Markdorf hatte auf eine so einfache Beseitigung all der Bedenken, die er in betreff einer Heirat mit Maria Jaworski bisher als pflichttreuer Beamter noch hegen mußte, kaum gehofft. Denn er hätte es mit seiner Ehre kaum für vereinbar gehalten, als Förster die Tochter eines Mannes zur Frau zu nehmen, der als Wilddieb vielleicht vor den Strafrichter gehörte. Durch Jaworskis Vorschlag sah er diese Befürchtungen nun in einer Weise aus der Welt geschafft, mit der er sich bei seiner Liebe für Maria schon zufrieden geben konnte. Ihn als Privatmann ging es dann nichts mehr an, ob sein Schwiegervater wirklich ein paar armselige Hasen weggefangen hatte. Und daß dies für die Zukunft nicht mehr geschehen sollte, dafür würde er schon Sorge tragen. Außerdem – bisher wußte er nicht einmal genau, ob die Schlingen tatsachlich zu einem unerlaubten Zweck aufgestellt waren, mochte auch nicht recht daran glauben, da er sich sonst des Alten harmloses Benehmen nicht recht hätte erklären können.
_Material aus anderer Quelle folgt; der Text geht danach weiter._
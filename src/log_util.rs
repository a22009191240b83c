use chrono::Utc;
use std::{
    fs::{self, OpenOptions},
    io::{self, Write},
    path::PathBuf,
};

const LOG_DIRECTORY: &str = "output";
const LOG_FILENAME: &str = "forkstar-debug.log";

/// Append a timestamped line to the shared debug log. Errors are reported to stderr only.
pub fn log_debug(message: &str) {
    if let Err(err) = append_line(message) {
        eprintln!("[forkstar::log_util] failed to write debug log: {}", err);
    }
}

fn append_line(message: &str) -> io::Result<()> {
    let path = resolve_log_path()?;
    let mut file = OpenOptions::new().create(true).append(true).open(&path)?;
    writeln!(file, "[{}] {}", Utc::now().to_rfc3339(), message)?;
    Ok(())
}

fn resolve_log_path() -> io::Result<PathBuf> {
    let dir = PathBuf::from(LOG_DIRECTORY);
    fs::create_dir_all(&dir)?;
    Ok(dir.join(LOG_FILENAME))
}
Daher schlug er auch jetzt ohne Zögern in die ihm dargebotene Rechte ein.

Als Marta Jaworski nach einer halben Stunde mit vor Kälte frischgeröteten Wangen das Zimmer betrat, [86] prallte sie im ersten Augenblick bei Markdorfs Anblick doch überrascht zurück, flog dem Geliebten aber schnell gefaßt und ebenso schnell das Richtige erratend, in die sich ihr entgegenstreckenden Arme. Der Alte war schmunzelnd an das Fenster gegangen und schien mehrere Minuten lang mit dem größten Interesse die endlose, weiße Fläche der Felder zu betrachten, deren Eintönigkeit[5] nur durch einzelne Sträucher und Bäume und eine hin und her flatternde Krähenschar unterbrochen wurde, räusperte sich auch erst vernehmlich, bevor er sich umdrehte, um nun auch seinerseits die glückstrahlende Braut mit einem zärtlichen Kuß zu begrüßen. Natürlich mußte Markdorf dann nochmals erzählen, was ihm am Vormittag in der Oberförsterei begegnet war, erwähnte dabei auch die Spur des Wilddiebes, die er in der Schonung entdeckt und bis zur Chaussee verfolgt hatte.
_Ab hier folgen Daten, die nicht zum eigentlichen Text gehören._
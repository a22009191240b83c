mod analytics_source;
mod config;
mod controller;
mod fallback;
mod log_util;
mod snapshot;
mod ui_renderer;

use analytics_source::{BackendStatus, HttpAnalyticsSource};
use chrono::{DateTime, Local};
use color_eyre::{Result, eyre::WrapErr};
use controller::{AnalyticsDataController, DashboardMount};
use crossterm::event::{self, Event, KeyCode, KeyEvent, KeyEventKind, KeyModifiers};
use dotenvy::dotenv;
use log_util::log_debug;
use ratatui::{DefaultTerminal, Frame};
use snapshot::DashboardState;
use std::{
    sync::{
        Arc,
        mpsc::{self, Receiver, TryRecvError},
    },
    time::Duration,
};
use tokio::{runtime::Runtime, sync::watch};
use ui_renderer::UiRenderer;

pub(crate) const LOADING_FRAMES: [&str; 4] = ["-", "\\", "|", "/"];

#[derive(Debug, Clone, Copy, PartialEq, Eq)]
pub(crate) enum DashboardSection {
    Overview,
    Cuisine,
    MarketGaps,
    Sustainability,
    Awards,
}

impl DashboardSection {
    pub(crate) const ALL: [Self; 5] = [
        Self::Overview,
        Self::Cuisine,
        Self::MarketGaps,
        Self::Sustainability,
        Self::Awards,
    ];

    pub(crate) fn label(self) -> &'static str {
        match self {
            Self::Overview => "Overview",
            Self::Cuisine => "Cuisine Intelligence",
            Self::MarketGaps => "Market Gaps",
            Self::Sustainability => "Sustainability",
            Self::Awards => "Awards",
        }
    }

    pub(crate) fn index(self) -> usize {
        match self {
            Self::Overview => 0,
            Self::Cuisine => 1,
            Self::MarketGaps => 2,
            Self::Sustainability => 3,
            Self::Awards => 4,
        }
    }

    fn from_index(index: usize) -> Option<Self> {
        Self::ALL.get(index).copied()
    }

    fn next(self) -> Self {
        Self::ALL[(self.index() + 1) % Self::ALL.len()]
    }

    fn previous(self) -> Self {
        Self::ALL[(self.index() + Self::ALL.len() - 1) % Self::ALL.len()]
    }
}

fn main() -> color_eyre::Result<()> {
    dotenv().ok();
    color_eyre::install()?;
    let app = App::new()?;
    let terminal = ratatui::init();
    let result = app.run(terminal);
    ratatui::restore();
    result
}

/// The dashboard application: terminal loop plus the mounted analytics controller.
#[derive(Debug)]
pub struct App {
    /// Is the application running?
    pub(crate) running: bool,
    /// Section currently shown in the body.
    pub(crate) section: DashboardSection,
    /// Latest view state published by the controller.
    pub(crate) dashboard: watch::Receiver<DashboardState>,
    /// Keeps the refresh timer alive; dropped before the runtime.
    mount: Option<DashboardMount>,
    source: HttpAnalyticsSource,
    runtime: Runtime,
    /// Base URL of the analytics backend, shown in the header.
    pub(crate) api_base: String,
    /// Result of the most recent backend probe.
    pub(crate) backend_status: Option<BackendStatus>,
    status_receiver: Option<Receiver<BackendStatus>>,
    /// `last_updated` of the error notice the user dismissed.
    dismissed_notice: Option<DateTime<Local>>,
    /// Startup problems that do not stop the dashboard.
    pub(crate) error: Option<String>,
    /// Spinner frame index for the loading screen and refresh indicator.
    pub(crate) loading_frame: usize,
}

impl App {
    /// Construct a new instance of [`App`] and mount the analytics controller.
    pub fn new() -> Result<Self> {
        let mut aggregated_error: Option<String> = None;

        if let Err(err) = config::initialize() {
            Self::push_error(
                &mut aggregated_error,
                format!("Configuration load failed: {}", err),
            );
        }
        let settings = config::current();

        let runtime = Runtime::new().wrap_err("failed to build tokio runtime")?;
        let source = HttpAnalyticsSource::from_config(&settings)?;
        let controller = AnalyticsDataController::new(Arc::new(source.clone()));
        let mount = {
            let _guard = runtime.enter();
            controller.mount(settings.refresh_interval())?
        };
        let dashboard = controller.subscribe();

        let mut app = Self {
            running: false,
            section: DashboardSection::Overview,
            dashboard,
            mount: Some(mount),
            api_base: source.api_base().to_string(),
            source,
            runtime,
            backend_status: None,
            status_receiver: None,
            dismissed_notice: None,
            error: aggregated_error,
            loading_frame: 0,
        };
        app.probe_backend();
        Ok(app)
    }

    /// Run the application's main loop.
    pub fn run(mut self, mut terminal: DefaultTerminal) -> Result<()> {
        self.running = true;
        let tick_rate = Duration::from_millis(120);
        while self.running {
            self.poll_status_messages();
            terminal.draw(|frame| self.render(frame))?;
            self.handle_crossterm_events(tick_rate)?;
        }
        self.unmount();
        Ok(())
    }

    fn render(&mut self, frame: &mut Frame) {
        UiRenderer::new(self).render(frame);
    }

    /// Snapshot of the controller state for this frame.
    pub(crate) fn dashboard_state(&self) -> DashboardState {
        match self.controller() {
            Some(controller) => controller.state(),
            None => self.dashboard.borrow().clone(),
        }
    }

    fn controller(&self) -> Option<&AnalyticsDataController> {
        self.mount.as_ref().map(DashboardMount::controller)
    }

    /// Error notice text, unless the user dismissed this particular failure.
    pub(crate) fn visible_notice(&self, state: &DashboardState) -> Option<String> {
        notice_for(state, self.dismissed_notice)
    }

    /// Reads the crossterm events and updates the state of [`App`].
    fn handle_crossterm_events(&mut self, tick_rate: Duration) -> Result<()> {
        if event::poll(tick_rate)? {
            match event::read()? {
                Event::Key(key) if key.kind == KeyEventKind::Press => self.on_key_event(key),
                Event::Mouse(_) => {}
                Event::Resize(_, _) => {}
                _ => {}
            }
            self.poll_status_messages();
        } else {
            self.on_tick();
        }
        Ok(())
    }

    fn on_tick(&mut self) {
        let state = self.dashboard.borrow();
        let animating = state.loading || state.refreshing;
        drop(state);
        if animating {
            self.loading_frame = (self.loading_frame + 1) % LOADING_FRAMES.len();
        }
        self.poll_status_messages();
    }

    fn poll_status_messages(&mut self) {
        let mut clear_receiver = false;
        if let Some(receiver) = self.status_receiver.as_ref() {
            match receiver.try_recv() {
                Ok(status) => {
                    clear_receiver = true;
                    log_debug(&format!("App: {}", status.label()));
                    self.backend_status = Some(status);
                }
                Err(TryRecvError::Empty) => {}
                Err(TryRecvError::Disconnected) => {
                    clear_receiver = true;
                    self.backend_status = Some(BackendStatus::Disconnected(
                        "status probe worker disconnected".to_string(),
                    ));
                }
            }
        }

        if clear_receiver {
            self.status_receiver = None;
        }
    }

    /// Handles the key events and updates the state of [`App`].
    fn on_key_event(&mut self, key: KeyEvent) {
        match (key.modifiers, key.code) {
            (_, KeyCode::Esc | KeyCode::Char('q'))
            | (KeyModifiers::CONTROL, KeyCode::Char('c') | KeyCode::Char('C')) => self.quit(),
            (KeyModifiers::NONE, KeyCode::Char('r') | KeyCode::Char('R'))
            | (KeyModifiers::SHIFT, KeyCode::Char('R')) => self.request_refresh(),
            (KeyModifiers::NONE, KeyCode::Right | KeyCode::Char('l') | KeyCode::Tab) => {
                self.section = self.section.next();
            }
            (KeyModifiers::NONE, KeyCode::Left | KeyCode::Char('h'))
            | (_, KeyCode::BackTab) => {
                self.section = self.section.previous();
            }
            (KeyModifiers::NONE, KeyCode::Char('x')) => self.dismiss_notice(),
            (KeyModifiers::NONE, KeyCode::Char(digit @ '1'..='5')) => {
                let index = digit as usize - '1' as usize;
                if let Some(section) = DashboardSection::from_index(index) {
                    self.section = section;
                }
            }
            _ => {}
        }
    }

    fn request_refresh(&mut self) {
        if self.dashboard.borrow().refreshing {
            log_debug("App: refresh already in progress; ignoring duplicate request");
            return;
        }
        let Some(controller) = self.controller().cloned() else {
            return;
        };
        self.runtime.spawn(async move { controller.refresh().await });
        self.probe_backend();
    }

    fn probe_backend(&mut self) {
        if self.status_receiver.is_some() {
            return;
        }
        let (sender, receiver) = mpsc::channel();
        self.status_receiver = Some(receiver);
        let source = self.source.clone();
        self.runtime.spawn(async move {
            let status = source.check_backend_connection().await;
            let _ = sender.send(status);
        });
    }

    fn dismiss_notice(&mut self) {
        let state = self.dashboard.borrow();
        if state.error.is_some() {
            self.dismissed_notice = state.last_updated;
            log_debug("App: dismissed data source error notice");
        }
    }

    fn unmount(&mut self) {
        if let Some(mount) = self.mount.take() {
            mount.unmount();
        }
    }

    /// Set running to false to quit the application.
    fn quit(&mut self) {
        self.running = false;
    }

    /// Append a message to an optional error slot.
    fn push_error(slot: &mut Option<String>, message: String) {
        if let Some(existing) = slot {
            existing.push_str(" | ");
            existing.push_str(&message);
        } else {
            *slot = Some(message);
        }
    }
}

fn notice_for(state: &DashboardState, dismissed: Option<DateTime<Local>>) -> Option<String> {
    let error = state.error.as_ref()?;
    if dismissed.is_some() && dismissed == state.last_updated {
        return None;
    }
    Some(format!("API Error: {} (using fallback data)", error))
}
Maria hörte aufmerksam zu und sagte dann nachdenklich, als Markdorf mit seinem wenig freundlichen Bericht zu Ende war: „Du meinst also, daß es immer derselbe Mann ist, der gerade in Deinem Revier das Rehwild, so ohne jede Rücksicht auf die Schonung wegschießt? Könnte es sich nicht doch vielleicht um mehrere Personen handeln, Fritz?“

In ihrer Stimme lag es wie bange Erwartung, und ihr eben noch so glückstrahlendes Gesicht, hatte einen fast ängstlichen Ausdruck angenommen.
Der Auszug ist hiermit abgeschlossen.